La co-autrice principale dello studio, Nicole El Haddad dell’università Bicocca di Milano, che ha condotto il progetto di tesi del suo master sulla bioacustica dei delfini tursiopi come studente ospite alla WHOI, sottolinea che «E’ stato ben documentato che i delfini sono in grado di apprendere la produzione vocale, che è un aspetto chiave della comunicazione umana. Questo studio aggiunge nuove prove sulle somiglianze tra delfini e umani. Detto questo, sono fiduciosa che questa interessante scoperta possa aumentare la consapevolezza dell’opinione pubblica in generale sulla protezione di questa specie carismatica. Questo studio potrebbe essere un trampolino di lancio, ispirando altri scienziati a concentrarsi sulla comunicazione diretta ai cuccioli in altre specie. Sarebbe interessante confrontare gli aspetti vocali di diverse madri di mammiferi marini in presenza o meno della loro prole».
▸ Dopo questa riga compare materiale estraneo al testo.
//! Extraction statistics
//!
//! Every skipped file, profile, and level is counted under its reason, so
//! a batch run can report exactly what it could not extract instead of
//! discarding failures in a generic handler.

use crate::app::models::ProfileSkip;
use std::collections::BTreeMap;

/// Per-file extraction counters
#[derive(Debug, Clone, Default, PartialEq)]
pub struct FileStats {
    /// Profiles iterated in the file
    pub profiles_seen: usize,
    /// Profiles that passed all filters
    pub profiles_accepted: usize,
    /// Profiles rejected for a missing or non-finite time offset
    pub profiles_missing_timestamp: usize,
    /// Profiles rejected for missing or non-finite coordinates
    pub profiles_invalid_coordinates: usize,
    /// Profiles rejected by the temporal filter
    pub profiles_outside_year_window: usize,
    /// Profiles rejected by the geographic filter
    pub profiles_outside_region: usize,
    /// Pressure levels iterated in accepted profiles
    pub levels_seen: usize,
    /// Levels skipped for missing/negative pressure or conversion failure
    pub levels_skipped: usize,
    /// Rows actually pushed to the sink
    pub rows_emitted: usize,
    /// Emitted rows by calendar year
    pub rows_by_year: BTreeMap<i32, usize>,
}

impl FileStats {
    /// Create empty per-file counters
    pub fn new() -> Self {
        Self::default()
    }

    /// Record a whole-profile rejection under its reason
    pub fn record_profile_skip(&mut self, reason: ProfileSkip) {
        match reason {
            ProfileSkip::MissingTimestamp => self.profiles_missing_timestamp += 1,
            ProfileSkip::InvalidCoordinates => self.profiles_invalid_coordinates += 1,
            ProfileSkip::OutsideYearWindow => self.profiles_outside_year_window += 1,
            ProfileSkip::OutsideRegion => self.profiles_outside_region += 1,
        }
    }

    /// Record one emitted row
    pub fn record_row(&mut self, year: i32) {
        self.rows_emitted += 1;
        *self.rows_by_year.entry(year).or_insert(0) += 1;
    }

    /// Total profiles rejected, over all reasons
    pub fn profiles_skipped(&self) -> usize {
        self.profiles_missing_timestamp
            + self.profiles_invalid_coordinates
            + self.profiles_outside_year_window
            + self.profiles_outside_region
    }
}

/// Batch-level extraction counters, aggregated across files
#[derive(Debug, Clone, Default, PartialEq)]
pub struct ExtractionStats {
    /// Files discovered and attempted
    pub files_seen: usize,
    /// Files whose profiles were iterated (even if none were accepted)
    pub files_extracted: usize,
    /// Files rejected because a required variable role was unresolved
    pub files_missing_variables: usize,
    /// Files that could not be opened or read
    pub files_unreadable: usize,
    /// Aggregated per-file counters
    pub totals: FileStats,
}

impl ExtractionStats {
    /// Create empty batch counters
    pub fn new() -> Self {
        Self::default()
    }

    /// Fold one file's counters into the batch totals
    pub fn merge_file(&mut self, stats: &FileStats) {
        self.totals.profiles_seen += stats.profiles_seen;
        self.totals.profiles_accepted += stats.profiles_accepted;
        self.totals.profiles_missing_timestamp += stats.profiles_missing_timestamp;
        self.totals.profiles_invalid_coordinates += stats.profiles_invalid_coordinates;
        self.totals.profiles_outside_year_window += stats.profiles_outside_year_window;
        self.totals.profiles_outside_region += stats.profiles_outside_region;
        self.totals.levels_seen += stats.levels_seen;
        self.totals.levels_skipped += stats.levels_skipped;
        self.totals.rows_emitted += stats.rows_emitted;
        for (year, count) in &stats.rows_by_year {
            *self.totals.rows_by_year.entry(*year).or_insert(0) += count;
        }
    }

    /// Profile acceptance rate as a percentage
    pub fn acceptance_rate(&self) -> f64 {
        if self.totals.profiles_seen == 0 {
            0.0
        } else {
            (self.totals.profiles_accepted as f64 / self.totals.profiles_seen as f64) * 100.0
        }
    }

    /// One-line summary for logging
    pub fn summary(&self) -> String {
        format!(
            "Extraction summary: {} files ({} extracted, {} missing variables, {} unreadable) | \
             {} profiles seen, {} accepted ({:.1}%), {} skipped | \
             {} levels seen, {} rows emitted, {} levels skipped",
            self.files_seen,
            self.files_extracted,
            self.files_missing_variables,
            self.files_unreadable,
            self.totals.profiles_seen,
            self.totals.profiles_accepted,
            self.acceptance_rate(),
            self.totals.profiles_skipped(),
            self.totals.levels_seen,
            self.totals.rows_emitted,
            self.totals.levels_skipped,
        )
    }
}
Un altro autore dello studio, Frants Havmand Jensen  della WHOIe delle università di Aarhus e Syracuse, conclude; «Lo studio rivela un caso intrigante di evoluzione convergente in cui le femmine di tursiope modificano le singole vocalizzazioni (i loro fischi caratteristici) in presenza dei loro piccoli, rispecchiando i cambiamenti acustici osservati nel maternese umano. I nostri risultati hanno anche il potenziale per migliorare gli sforzi di monitoraggio delle popolazioni. Stiamo sviluppando strumenti per ascoltare i fischi unici dei singoli animali. Se potessimo rilevare in modo affidabile i sottili cambiamenti nei fischi distintivi quando sono presenti i cuccioli, allora potremmo usarli per comprendere il successo riproduttivo e la salute generale della popolazione dei delfini selvatici».